• [ABOUT THIS EXERCISE]:
Search the material and gather each line with "collect" in it.

• [SOURCE DATA]:
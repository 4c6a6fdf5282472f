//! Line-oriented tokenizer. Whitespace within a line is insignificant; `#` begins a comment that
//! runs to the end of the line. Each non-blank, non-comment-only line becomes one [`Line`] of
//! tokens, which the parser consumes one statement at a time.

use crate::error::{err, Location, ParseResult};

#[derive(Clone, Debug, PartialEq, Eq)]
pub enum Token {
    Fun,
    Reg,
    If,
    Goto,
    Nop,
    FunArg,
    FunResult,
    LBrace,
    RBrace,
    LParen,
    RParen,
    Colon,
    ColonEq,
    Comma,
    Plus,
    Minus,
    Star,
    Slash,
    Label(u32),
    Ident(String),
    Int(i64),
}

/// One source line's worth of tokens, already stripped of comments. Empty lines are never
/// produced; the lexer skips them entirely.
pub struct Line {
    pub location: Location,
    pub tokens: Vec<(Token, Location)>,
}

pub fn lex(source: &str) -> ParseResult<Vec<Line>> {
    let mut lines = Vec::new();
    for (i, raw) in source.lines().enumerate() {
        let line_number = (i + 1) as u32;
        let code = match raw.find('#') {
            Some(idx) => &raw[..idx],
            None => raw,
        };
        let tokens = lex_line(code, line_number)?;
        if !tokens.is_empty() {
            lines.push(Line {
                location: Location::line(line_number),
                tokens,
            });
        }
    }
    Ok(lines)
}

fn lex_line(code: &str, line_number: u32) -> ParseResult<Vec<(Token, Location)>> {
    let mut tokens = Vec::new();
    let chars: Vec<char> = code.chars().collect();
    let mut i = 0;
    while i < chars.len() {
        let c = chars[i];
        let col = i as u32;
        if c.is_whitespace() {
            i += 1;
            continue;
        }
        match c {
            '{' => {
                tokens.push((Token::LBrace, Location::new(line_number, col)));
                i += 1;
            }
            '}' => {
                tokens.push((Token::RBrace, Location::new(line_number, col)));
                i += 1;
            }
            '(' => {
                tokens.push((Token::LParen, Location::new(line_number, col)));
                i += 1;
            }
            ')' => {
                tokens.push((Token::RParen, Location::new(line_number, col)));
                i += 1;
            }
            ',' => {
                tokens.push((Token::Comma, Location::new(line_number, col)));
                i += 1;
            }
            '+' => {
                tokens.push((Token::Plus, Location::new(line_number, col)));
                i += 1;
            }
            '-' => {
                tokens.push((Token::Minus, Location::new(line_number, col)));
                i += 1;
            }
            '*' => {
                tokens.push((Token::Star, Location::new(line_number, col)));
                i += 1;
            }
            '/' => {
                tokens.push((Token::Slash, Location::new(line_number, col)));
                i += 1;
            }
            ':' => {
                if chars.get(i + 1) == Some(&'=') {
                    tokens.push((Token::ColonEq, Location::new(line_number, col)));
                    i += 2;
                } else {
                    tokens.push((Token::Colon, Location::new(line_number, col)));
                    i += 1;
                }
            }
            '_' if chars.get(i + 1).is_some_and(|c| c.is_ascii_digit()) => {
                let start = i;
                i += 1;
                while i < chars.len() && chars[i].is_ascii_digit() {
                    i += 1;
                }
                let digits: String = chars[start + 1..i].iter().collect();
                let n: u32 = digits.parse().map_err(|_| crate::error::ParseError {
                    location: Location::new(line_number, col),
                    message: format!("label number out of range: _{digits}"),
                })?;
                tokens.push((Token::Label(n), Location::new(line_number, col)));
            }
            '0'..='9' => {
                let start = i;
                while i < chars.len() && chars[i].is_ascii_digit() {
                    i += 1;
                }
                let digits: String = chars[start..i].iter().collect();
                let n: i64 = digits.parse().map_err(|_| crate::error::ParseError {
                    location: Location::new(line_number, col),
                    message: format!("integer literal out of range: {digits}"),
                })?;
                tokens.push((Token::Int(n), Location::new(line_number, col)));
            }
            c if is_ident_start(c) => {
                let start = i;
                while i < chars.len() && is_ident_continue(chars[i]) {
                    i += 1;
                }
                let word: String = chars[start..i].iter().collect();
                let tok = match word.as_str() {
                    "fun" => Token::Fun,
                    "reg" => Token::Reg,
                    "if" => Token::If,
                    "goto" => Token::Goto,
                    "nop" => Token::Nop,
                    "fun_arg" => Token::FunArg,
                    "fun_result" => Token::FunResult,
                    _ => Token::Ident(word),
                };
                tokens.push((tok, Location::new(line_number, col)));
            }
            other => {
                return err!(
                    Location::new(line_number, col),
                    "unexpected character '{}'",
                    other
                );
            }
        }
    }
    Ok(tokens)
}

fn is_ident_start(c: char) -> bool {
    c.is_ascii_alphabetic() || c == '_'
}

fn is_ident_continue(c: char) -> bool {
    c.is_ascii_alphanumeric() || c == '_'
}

* * *

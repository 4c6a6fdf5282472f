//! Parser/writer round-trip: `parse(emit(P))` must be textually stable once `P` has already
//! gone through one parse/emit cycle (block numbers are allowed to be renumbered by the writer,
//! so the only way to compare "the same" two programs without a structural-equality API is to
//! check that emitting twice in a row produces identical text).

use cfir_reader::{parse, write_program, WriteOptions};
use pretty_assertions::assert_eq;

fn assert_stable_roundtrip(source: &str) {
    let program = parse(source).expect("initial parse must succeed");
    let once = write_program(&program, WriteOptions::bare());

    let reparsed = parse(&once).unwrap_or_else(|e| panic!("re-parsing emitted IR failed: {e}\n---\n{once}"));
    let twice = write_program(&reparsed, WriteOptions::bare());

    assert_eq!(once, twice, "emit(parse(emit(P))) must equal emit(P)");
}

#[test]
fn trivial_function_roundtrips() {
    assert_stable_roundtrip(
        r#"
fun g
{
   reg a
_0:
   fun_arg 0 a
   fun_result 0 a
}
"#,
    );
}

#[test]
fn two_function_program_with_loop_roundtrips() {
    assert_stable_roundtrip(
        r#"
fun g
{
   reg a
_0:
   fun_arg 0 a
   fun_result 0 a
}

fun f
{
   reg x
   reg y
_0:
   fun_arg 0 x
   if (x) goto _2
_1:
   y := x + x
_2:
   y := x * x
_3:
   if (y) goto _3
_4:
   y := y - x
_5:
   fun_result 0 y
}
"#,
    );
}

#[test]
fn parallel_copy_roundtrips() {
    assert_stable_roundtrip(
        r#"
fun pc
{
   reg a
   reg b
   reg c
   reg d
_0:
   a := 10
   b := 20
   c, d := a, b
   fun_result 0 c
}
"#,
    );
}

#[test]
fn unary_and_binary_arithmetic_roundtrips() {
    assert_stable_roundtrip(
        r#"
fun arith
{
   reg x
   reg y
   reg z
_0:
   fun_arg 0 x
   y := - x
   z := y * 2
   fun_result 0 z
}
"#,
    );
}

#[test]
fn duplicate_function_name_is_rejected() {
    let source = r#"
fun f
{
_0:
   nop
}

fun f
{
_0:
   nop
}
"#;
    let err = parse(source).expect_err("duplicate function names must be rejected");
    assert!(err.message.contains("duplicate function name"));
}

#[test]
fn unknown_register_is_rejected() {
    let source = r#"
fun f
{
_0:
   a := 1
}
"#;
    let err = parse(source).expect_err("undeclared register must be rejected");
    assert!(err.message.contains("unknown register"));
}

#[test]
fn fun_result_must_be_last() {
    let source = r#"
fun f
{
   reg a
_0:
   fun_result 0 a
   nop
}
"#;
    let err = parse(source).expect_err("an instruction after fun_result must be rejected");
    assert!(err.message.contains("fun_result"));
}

...

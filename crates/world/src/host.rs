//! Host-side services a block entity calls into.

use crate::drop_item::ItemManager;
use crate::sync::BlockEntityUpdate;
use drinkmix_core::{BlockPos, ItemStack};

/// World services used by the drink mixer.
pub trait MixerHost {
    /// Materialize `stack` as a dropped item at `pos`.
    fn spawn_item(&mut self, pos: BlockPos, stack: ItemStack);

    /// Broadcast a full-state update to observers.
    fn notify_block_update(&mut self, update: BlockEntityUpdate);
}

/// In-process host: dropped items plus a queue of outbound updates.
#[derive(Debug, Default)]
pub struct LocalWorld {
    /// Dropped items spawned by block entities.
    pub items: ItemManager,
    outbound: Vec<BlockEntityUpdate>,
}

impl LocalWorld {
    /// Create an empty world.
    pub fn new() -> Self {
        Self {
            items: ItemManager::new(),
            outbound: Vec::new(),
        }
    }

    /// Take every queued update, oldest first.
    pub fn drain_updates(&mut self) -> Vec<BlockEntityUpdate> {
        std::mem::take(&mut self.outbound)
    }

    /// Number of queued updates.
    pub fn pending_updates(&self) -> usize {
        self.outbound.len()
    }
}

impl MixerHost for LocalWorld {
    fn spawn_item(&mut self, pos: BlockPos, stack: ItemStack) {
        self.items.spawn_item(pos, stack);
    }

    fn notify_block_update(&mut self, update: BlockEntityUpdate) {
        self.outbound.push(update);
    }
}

• [EXERCISE ANSWER]:
    let chars: Vec<char> = code.chars().collect();
                let digits: String = chars[start + 1..i].iter().collect();
                let digits: String = chars[start..i].iter().collect();
                let word: String = chars[start..i].iter().collect();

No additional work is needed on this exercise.